■ **What you are asked to do**
Scan the entries for the word "TermsRequest" and return every line that has it.

■ **Input**
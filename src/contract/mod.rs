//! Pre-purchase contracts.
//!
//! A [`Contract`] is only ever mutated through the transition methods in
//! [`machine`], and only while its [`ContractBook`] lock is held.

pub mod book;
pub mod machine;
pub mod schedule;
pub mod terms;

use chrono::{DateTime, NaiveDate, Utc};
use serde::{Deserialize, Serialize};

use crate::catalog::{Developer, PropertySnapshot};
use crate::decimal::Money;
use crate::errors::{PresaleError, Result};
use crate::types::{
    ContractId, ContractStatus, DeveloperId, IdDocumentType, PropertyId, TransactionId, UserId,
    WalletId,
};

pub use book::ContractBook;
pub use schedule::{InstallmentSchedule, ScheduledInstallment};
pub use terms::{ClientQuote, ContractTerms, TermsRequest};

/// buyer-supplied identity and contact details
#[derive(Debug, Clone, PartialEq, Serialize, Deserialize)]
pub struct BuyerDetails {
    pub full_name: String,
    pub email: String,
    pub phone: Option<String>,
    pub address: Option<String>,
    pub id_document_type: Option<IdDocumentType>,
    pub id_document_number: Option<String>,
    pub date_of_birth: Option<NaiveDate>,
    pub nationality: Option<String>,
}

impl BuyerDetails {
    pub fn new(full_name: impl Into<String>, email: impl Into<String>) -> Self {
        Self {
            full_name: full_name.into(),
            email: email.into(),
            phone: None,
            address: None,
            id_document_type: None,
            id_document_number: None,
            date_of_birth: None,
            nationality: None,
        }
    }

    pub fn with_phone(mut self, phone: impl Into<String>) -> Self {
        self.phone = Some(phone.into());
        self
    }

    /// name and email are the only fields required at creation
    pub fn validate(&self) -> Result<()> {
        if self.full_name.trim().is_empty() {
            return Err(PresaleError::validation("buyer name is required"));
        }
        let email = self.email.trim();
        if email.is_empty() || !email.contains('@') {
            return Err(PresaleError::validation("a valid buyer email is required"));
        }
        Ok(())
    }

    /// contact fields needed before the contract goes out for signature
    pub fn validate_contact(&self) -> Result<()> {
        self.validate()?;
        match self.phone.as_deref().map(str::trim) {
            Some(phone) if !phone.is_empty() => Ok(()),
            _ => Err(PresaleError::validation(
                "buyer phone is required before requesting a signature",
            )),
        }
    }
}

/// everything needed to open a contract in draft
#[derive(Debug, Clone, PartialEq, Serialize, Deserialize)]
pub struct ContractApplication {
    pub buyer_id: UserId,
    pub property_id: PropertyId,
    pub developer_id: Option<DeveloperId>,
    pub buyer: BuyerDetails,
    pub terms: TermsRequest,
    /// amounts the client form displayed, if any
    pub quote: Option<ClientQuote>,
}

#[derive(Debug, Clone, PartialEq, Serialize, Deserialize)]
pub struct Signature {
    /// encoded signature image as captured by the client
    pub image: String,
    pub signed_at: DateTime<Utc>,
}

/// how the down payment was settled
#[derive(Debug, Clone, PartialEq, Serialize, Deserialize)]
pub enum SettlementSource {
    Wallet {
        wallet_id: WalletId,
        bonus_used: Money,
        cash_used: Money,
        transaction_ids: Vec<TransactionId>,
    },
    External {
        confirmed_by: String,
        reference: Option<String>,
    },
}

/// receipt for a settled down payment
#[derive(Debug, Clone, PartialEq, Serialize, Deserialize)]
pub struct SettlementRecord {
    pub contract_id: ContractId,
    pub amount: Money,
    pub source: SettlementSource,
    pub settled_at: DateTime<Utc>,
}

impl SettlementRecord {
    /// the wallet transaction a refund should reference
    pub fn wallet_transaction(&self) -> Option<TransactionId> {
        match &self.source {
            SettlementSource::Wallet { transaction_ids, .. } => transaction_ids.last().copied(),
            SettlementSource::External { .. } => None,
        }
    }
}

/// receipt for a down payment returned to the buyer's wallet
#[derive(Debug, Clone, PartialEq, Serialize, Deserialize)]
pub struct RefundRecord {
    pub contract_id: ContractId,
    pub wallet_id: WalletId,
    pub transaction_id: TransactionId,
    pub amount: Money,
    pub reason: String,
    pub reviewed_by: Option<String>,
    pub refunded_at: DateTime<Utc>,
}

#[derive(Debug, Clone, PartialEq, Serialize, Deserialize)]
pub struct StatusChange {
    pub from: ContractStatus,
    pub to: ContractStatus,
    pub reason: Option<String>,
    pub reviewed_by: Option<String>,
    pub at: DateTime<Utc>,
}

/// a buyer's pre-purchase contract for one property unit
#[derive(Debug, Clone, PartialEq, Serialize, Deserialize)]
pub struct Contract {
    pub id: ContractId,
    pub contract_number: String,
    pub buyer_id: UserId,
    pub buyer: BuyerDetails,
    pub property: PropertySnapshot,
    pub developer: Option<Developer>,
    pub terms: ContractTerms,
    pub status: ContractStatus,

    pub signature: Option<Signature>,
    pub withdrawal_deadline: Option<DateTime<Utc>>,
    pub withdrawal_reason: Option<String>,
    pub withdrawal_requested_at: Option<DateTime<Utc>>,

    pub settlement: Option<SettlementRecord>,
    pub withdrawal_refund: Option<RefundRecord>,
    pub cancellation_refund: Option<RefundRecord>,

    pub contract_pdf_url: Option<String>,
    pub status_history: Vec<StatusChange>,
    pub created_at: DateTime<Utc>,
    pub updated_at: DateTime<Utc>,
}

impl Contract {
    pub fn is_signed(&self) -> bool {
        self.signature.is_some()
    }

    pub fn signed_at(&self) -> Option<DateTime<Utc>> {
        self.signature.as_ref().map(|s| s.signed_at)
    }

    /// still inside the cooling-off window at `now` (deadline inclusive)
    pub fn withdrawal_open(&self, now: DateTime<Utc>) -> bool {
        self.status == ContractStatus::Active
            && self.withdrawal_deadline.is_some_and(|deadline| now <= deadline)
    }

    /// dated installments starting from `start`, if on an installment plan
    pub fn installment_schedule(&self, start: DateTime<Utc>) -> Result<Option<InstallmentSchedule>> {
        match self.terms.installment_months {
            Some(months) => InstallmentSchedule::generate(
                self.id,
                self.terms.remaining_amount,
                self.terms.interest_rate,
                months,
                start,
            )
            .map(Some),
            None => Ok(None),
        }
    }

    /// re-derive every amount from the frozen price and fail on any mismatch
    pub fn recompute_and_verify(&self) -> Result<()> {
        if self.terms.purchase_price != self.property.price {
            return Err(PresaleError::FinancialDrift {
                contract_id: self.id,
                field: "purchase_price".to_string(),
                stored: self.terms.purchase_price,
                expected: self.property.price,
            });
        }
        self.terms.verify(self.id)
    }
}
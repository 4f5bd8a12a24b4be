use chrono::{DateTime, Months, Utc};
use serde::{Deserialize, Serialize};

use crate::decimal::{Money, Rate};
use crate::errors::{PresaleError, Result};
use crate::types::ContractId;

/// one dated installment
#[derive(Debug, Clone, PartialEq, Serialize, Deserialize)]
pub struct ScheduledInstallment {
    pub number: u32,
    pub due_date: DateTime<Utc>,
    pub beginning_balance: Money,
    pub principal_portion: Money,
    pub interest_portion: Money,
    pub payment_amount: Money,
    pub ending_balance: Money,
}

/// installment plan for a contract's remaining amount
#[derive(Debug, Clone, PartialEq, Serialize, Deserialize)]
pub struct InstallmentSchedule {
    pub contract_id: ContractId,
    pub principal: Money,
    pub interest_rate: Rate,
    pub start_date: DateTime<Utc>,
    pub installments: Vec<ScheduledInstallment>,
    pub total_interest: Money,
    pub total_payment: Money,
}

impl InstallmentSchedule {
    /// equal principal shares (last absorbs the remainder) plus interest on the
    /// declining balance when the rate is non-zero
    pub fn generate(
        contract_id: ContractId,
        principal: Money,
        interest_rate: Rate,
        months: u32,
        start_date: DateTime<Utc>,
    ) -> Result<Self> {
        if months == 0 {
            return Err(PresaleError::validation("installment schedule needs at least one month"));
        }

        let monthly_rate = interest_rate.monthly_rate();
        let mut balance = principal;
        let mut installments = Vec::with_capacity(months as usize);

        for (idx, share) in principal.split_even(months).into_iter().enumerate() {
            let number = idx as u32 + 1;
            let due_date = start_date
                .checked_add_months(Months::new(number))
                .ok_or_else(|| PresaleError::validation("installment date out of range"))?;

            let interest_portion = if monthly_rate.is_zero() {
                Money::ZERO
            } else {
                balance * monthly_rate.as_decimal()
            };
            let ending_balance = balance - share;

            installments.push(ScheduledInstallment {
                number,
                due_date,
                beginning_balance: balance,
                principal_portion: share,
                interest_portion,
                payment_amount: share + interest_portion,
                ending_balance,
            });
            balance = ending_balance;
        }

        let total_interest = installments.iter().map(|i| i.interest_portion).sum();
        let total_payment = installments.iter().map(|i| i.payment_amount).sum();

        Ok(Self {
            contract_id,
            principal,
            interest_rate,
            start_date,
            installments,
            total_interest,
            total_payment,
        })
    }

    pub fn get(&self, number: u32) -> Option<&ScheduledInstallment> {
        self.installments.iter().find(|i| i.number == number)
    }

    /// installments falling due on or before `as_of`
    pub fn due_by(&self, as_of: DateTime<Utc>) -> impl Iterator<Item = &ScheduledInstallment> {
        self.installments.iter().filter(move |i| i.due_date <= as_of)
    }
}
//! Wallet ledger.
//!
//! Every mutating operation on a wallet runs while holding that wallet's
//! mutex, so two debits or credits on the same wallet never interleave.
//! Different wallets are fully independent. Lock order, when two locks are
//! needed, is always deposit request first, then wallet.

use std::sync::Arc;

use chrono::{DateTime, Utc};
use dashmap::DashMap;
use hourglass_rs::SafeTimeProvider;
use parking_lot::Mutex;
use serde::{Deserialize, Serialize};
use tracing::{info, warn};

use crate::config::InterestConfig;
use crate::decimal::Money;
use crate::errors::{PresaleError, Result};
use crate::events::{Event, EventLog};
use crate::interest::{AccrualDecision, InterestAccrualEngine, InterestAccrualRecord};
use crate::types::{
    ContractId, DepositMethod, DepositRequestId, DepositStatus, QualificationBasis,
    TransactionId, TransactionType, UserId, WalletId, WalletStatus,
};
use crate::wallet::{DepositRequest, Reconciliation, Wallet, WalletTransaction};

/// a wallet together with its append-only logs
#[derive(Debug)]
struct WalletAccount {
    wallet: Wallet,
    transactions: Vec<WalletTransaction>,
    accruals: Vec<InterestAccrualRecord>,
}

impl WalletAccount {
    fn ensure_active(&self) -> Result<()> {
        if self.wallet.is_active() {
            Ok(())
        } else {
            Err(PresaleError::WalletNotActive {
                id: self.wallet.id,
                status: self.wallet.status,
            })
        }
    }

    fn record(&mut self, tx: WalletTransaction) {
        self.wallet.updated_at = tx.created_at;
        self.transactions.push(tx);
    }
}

■ **Task answer**
pub use terms::{ClientQuote, ContractTerms, TermsRequest};
    pub terms: TermsRequest,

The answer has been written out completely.